The more money that’s given to a centralized group, whether it is the U.S. government (higher taxes), Wall Street (TARP and QE2), or a public-sector union (collective bargaining), the less valuable your vote becomes. Powerful centralized groups with lots and lots of money are exactly what our founders wanted to eliminate. As centralized powers grow, the power of your vote decreases. And it’s only going to get worse.
President Obama’s star has faded from the supernova it was in 2008—when he raised a record $750 million. Tuesday’s Wall Street Journal headline read “Financiers Switch to GOP: Hedge-Fund Titans Who Backed Democrats Open Their Wallets for Republicans.” So he’s in full campaign mode now, scrambling since the hedge funds have gone GOP. He has still got to be furious about the loosening of campaign finance rules, and the opening of the corporate money spigot, with Citizens United v. Federal Election Commission. But this makes me wonder: Doesn’t all this money showered on politicians and political action committees (PACs) devalue your vote?
Citizens United, by allowing corporations to make unlimited campaign contributions, seems to be a matter of job security for the average worker. Not contributing to your boss’s favorite candidate could be career suicide. Anecdotal evidence, but worth noting, is that wherever the hedge fund leader’s money goes, it’s usually followed by the money of its employees. For example, hedge fund chief John Paulson and his employees gave three times as much to the GOP as to Democrats in 2010.
Well, if you can’t beat the Supreme Court in Citizens United, you may as well make your own rules. That’s how it seems to be going down as President Obama prepares to enforce the DISCLOSE Act (which failed in Congress) by executive order. The act requires any government contractor and its employees to disclose their donations to political organizations. What’s not lost on the Obama team, I’m sure, is the size of business contributions to PACs in the 2009 and 2010 cycle. As reported by nonpartisan OpenSecrets.org, it was evenly split—$164,845,649 to Democrats and $165,871,966 to Republicans. With the DISCLOSE Act, Obama could sway that $165 million his way in 2012.
The top 100 companies in government contract work pulled in nearly $130 billion in government contracts in 2010. Don’t you think government contractors seeking work under the Obama administration’s control will have to think twice about where they send 2012 political donations if there’s a DISCLOSE Act? At the very least, a well-placed White House cabinet member may be able to nudge money to Obama since his administration controls who gets the $130 billion or so in contracts for the next two years.
Let me be clear: I’m certainly not for Citizens United v. FEC or the DISCLOSE Act. Both take away power from the average citizen. And they’ve helped make this country a political mess of gamesmanship.
On the union front, the Obama-influenced National Labor Relations Board (NLRB) went forward with a complaint by Boeing’s union to prevent the company from moving part of its production from non-right-to-work Washington state to South Carolina, a right-to-work state.
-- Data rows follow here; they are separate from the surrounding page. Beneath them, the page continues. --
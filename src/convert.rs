//! Conversion between `tdoc` documents and the editable node tree.

use tdoc::{ChecklistItem, Document, InlineStyle, Paragraph, Span};

use crate::document::{BlockKind, Element, ElementKind, Node};

/// Builds the editable tree for `document`. Text spans become text nodes,
/// styled spans and links become inline elements.
pub fn document_to_node(document: &Document) -> Node {
    Node::root(document.paragraphs.iter().map(paragraph_to_node).collect())
}

/// Builds a document from an editable tree. Inline nodes at block level are
/// wrapped into text paragraphs; blocks in inline position contribute their
/// inline content.
pub fn node_to_document(root: &Node) -> Document {
    let paragraphs = match root {
        Node::Element(element) if element.kind == ElementKind::Root => {
            nodes_to_paragraphs(&element.children)
        }
        other => nodes_to_paragraphs(std::slice::from_ref(other)),
    };
    Document::new().with_paragraphs(paragraphs)
}

fn paragraph_to_node(paragraph: &Paragraph) -> Node {
    match paragraph {
        Paragraph::Text { content } => block(BlockKind::Text, content),
        Paragraph::Header1 { content } => block(BlockKind::Header1, content),
        Paragraph::Header2 { content } => block(BlockKind::Header2, content),
        Paragraph::Header3 { content } => block(BlockKind::Header3, content),
        Paragraph::CodeBlock { content } => block(BlockKind::CodeBlock, content),
        Paragraph::Quote { children } => Node::element(
            ElementKind::Quote,
            children.iter().map(paragraph_to_node).collect(),
        ),
        Paragraph::OrderedList { entries } => list(ElementKind::OrderedList, entries),
        Paragraph::UnorderedList { entries } => list(ElementKind::UnorderedList, entries),
        Paragraph::Checklist { items } => Node::element(
            ElementKind::Checklist,
            items.iter().map(checklist_item_to_node).collect(),
        ),
    }
}

fn block(kind: BlockKind, content: &[Span]) -> Node {
    Node::element(ElementKind::Block(kind), spans_to_nodes(content))
}

fn list(kind: ElementKind, entries: &[Vec<Paragraph>]) -> Node {
    let entries = entries
        .iter()
        .map(|entry| {
            Node::element(
                ElementKind::ListEntry,
                entry.iter().map(paragraph_to_node).collect(),
            )
        })
        .collect();
    Node::element(kind, entries)
}

fn checklist_item_to_node(item: &ChecklistItem) -> Node {
    let mut children = spans_to_nodes(&item.content);
    children.extend(item.children.iter().map(checklist_item_to_node));
    Node::element(
        ElementKind::ChecklistItem {
            checked: item.checked,
        },
        children,
    )
}

fn spans_to_nodes(spans: &[Span]) -> Vec<Node> {
    let mut nodes = Vec::new();
    for span in spans {
        let mut inner = Vec::new();
        if !span.text.is_empty() {
            inner.push(Node::text(span.text.as_str()));
        }
        inner.extend(spans_to_nodes(&span.children));

        if span.style == InlineStyle::None && span.link_target.is_none() {
            nodes.extend(inner);
        } else {
            nodes.push(Node::element(
                ElementKind::Inline {
                    style: span.style,
                    link_target: span.link_target.clone(),
                },
                inner,
            ));
        }
    }
    nodes
}

fn nodes_to_paragraphs(nodes: &[Node]) -> Vec<Paragraph> {
    let mut paragraphs = Vec::new();
    let mut loose: Vec<Node> = Vec::new();
    for node in nodes {
        if node.is_inline() {
            loose.push(node.clone());
            continue;
        }
        if !loose.is_empty() {
            paragraphs.push(Paragraph::Text {
                content: leaf_content(&loose),
            });
            loose.clear();
        }
        if let Node::Element(element) = node {
            paragraphs.extend(element_to_paragraphs(element));
        }
    }
    if !loose.is_empty() {
        paragraphs.push(Paragraph::Text {
            content: leaf_content(&loose),
        });
    }
    paragraphs
}

fn element_to_paragraphs(element: &Element) -> Vec<Paragraph> {
    let paragraph = match &element.kind {
        ElementKind::Block(kind) => {
            let content = leaf_content(&element.children);
            match kind {
                BlockKind::Text => Paragraph::Text { content },
                BlockKind::Header1 => Paragraph::Header1 { content },
                BlockKind::Header2 => Paragraph::Header2 { content },
                BlockKind::Header3 => Paragraph::Header3 { content },
                BlockKind::CodeBlock => Paragraph::CodeBlock { content },
            }
        }
        ElementKind::Quote => Paragraph::Quote {
            children: nodes_to_paragraphs(&element.children),
        },
        ElementKind::OrderedList => Paragraph::OrderedList {
            entries: list_entries(&element.children),
        },
        ElementKind::UnorderedList => Paragraph::UnorderedList {
            entries: list_entries(&element.children),
        },
        ElementKind::Checklist => Paragraph::Checklist {
            items: element
                .children
                .iter()
                .filter_map(node_to_checklist_item)
                .collect(),
        },
        ElementKind::ChecklistItem { .. } => Paragraph::Checklist {
            items: node_to_checklist_item(&Node::Element(element.clone()))
                .into_iter()
                .collect(),
        },
        ElementKind::Root | ElementKind::ListEntry => {
            return nodes_to_paragraphs(&element.children);
        }
        ElementKind::Inline { .. } => Paragraph::Text {
            content: leaf_content(std::slice::from_ref(&Node::Element(element.clone()))),
        },
    };
    vec![paragraph]
}

fn list_entries(children: &[Node]) -> Vec<Vec<Paragraph>> {
    children
        .iter()
        .map(|child| match child {
            Node::Element(entry) if entry.kind == ElementKind::ListEntry => {
                nodes_to_paragraphs(&entry.children)
            }
            other => nodes_to_paragraphs(std::slice::from_ref(other)),
        })
        .collect()
}

fn node_to_checklist_item(node: &Node) -> Option<ChecklistItem> {
    let Node::Element(element) = node else {
        return None;
    };
    let checked = match element.kind {
        ElementKind::ChecklistItem { checked } => checked,
        _ => return None,
    };
    let mut content = Vec::new();
    let mut children = Vec::new();
    for child in &element.children {
        match child.kind() {
            Some(ElementKind::ChecklistItem { .. }) => {
                children.extend(node_to_checklist_item(child));
            }
            _ => content.push(child.clone()),
        }
    }
    Some(
        ChecklistItem::new(checked)
            .with_content(leaf_content(&content))
            .with_children(children),
    )
}

/// Inline content of a leaf paragraph. Leaves always carry at least one
/// span.
fn leaf_content(nodes: &[Node]) -> Vec<Span> {
    let mut spans = nodes_to_spans(nodes);
    if spans.is_empty() {
        spans.push(Span::new_text(""));
    }
    spans
}

fn nodes_to_spans(nodes: &[Node]) -> Vec<Span> {
    let mut spans = Vec::new();
    for node in nodes {
        match node {
            Node::Text(text) => spans.push(Span::new_text(text.as_str())),
            Node::Element(element) => match &element.kind {
                ElementKind::Inline { style, link_target } => {
                    let mut span = match element.children.as_slice() {
                        [Node::Text(text)] => Span::new_styled(*style).with_text(text.as_str()),
                        children => Span::new_styled(*style).with_children(nodes_to_spans(children)),
                    };
                    span.link_target = link_target.clone();
                    spans.push(span);
                }
                _ => spans.extend(nodes_to_spans(&element.children)),
            },
        }
    }
    spans
}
Big union has a seat on the five-member committee with former SEUI lawyer Craig Becker—an Obama recess appointment. Thanks to unions, Boeing’s commercial airliner production line has been stopped four times since 1989, and a 58-day strike in 2008 cost the company $1.8 billion according to CEO Jim McNerney. I’m not blaming unions for the problems with Boeing’s 737 fuselage, which caused a Southwest jet panel to come off. But at some point doesn’t all of this become a distraction from the business of making good airplanes?
How do Craig Becker and the NLRB help you or me if we’re not members of a union? Because you can bet this has less to do with making safer jets than it does with keeping the unions happy and their political contributions flowing. According to OpenSecrets.org, 93% of labor contributions from PACs went to Democrats in 2010. Not that it helped.
Our founders made sure the states were in charge, pure and simple. That’s not the case anymore. But it could change for the better. Just look at the right-to-work fight going on at the state level around the country. As it is, the 22 right-to-work states (and potentially 23 with New Hampshire) leave it up to the individual whether or not to join a union as a condition of employment. When given a chance, with right-to-work laws, most choose not to join the union and pay dues that end up funding the political union and Democrat machine. With all this money in politics, it’s the individual’s vote—the heartbeat of America—that ends up losing.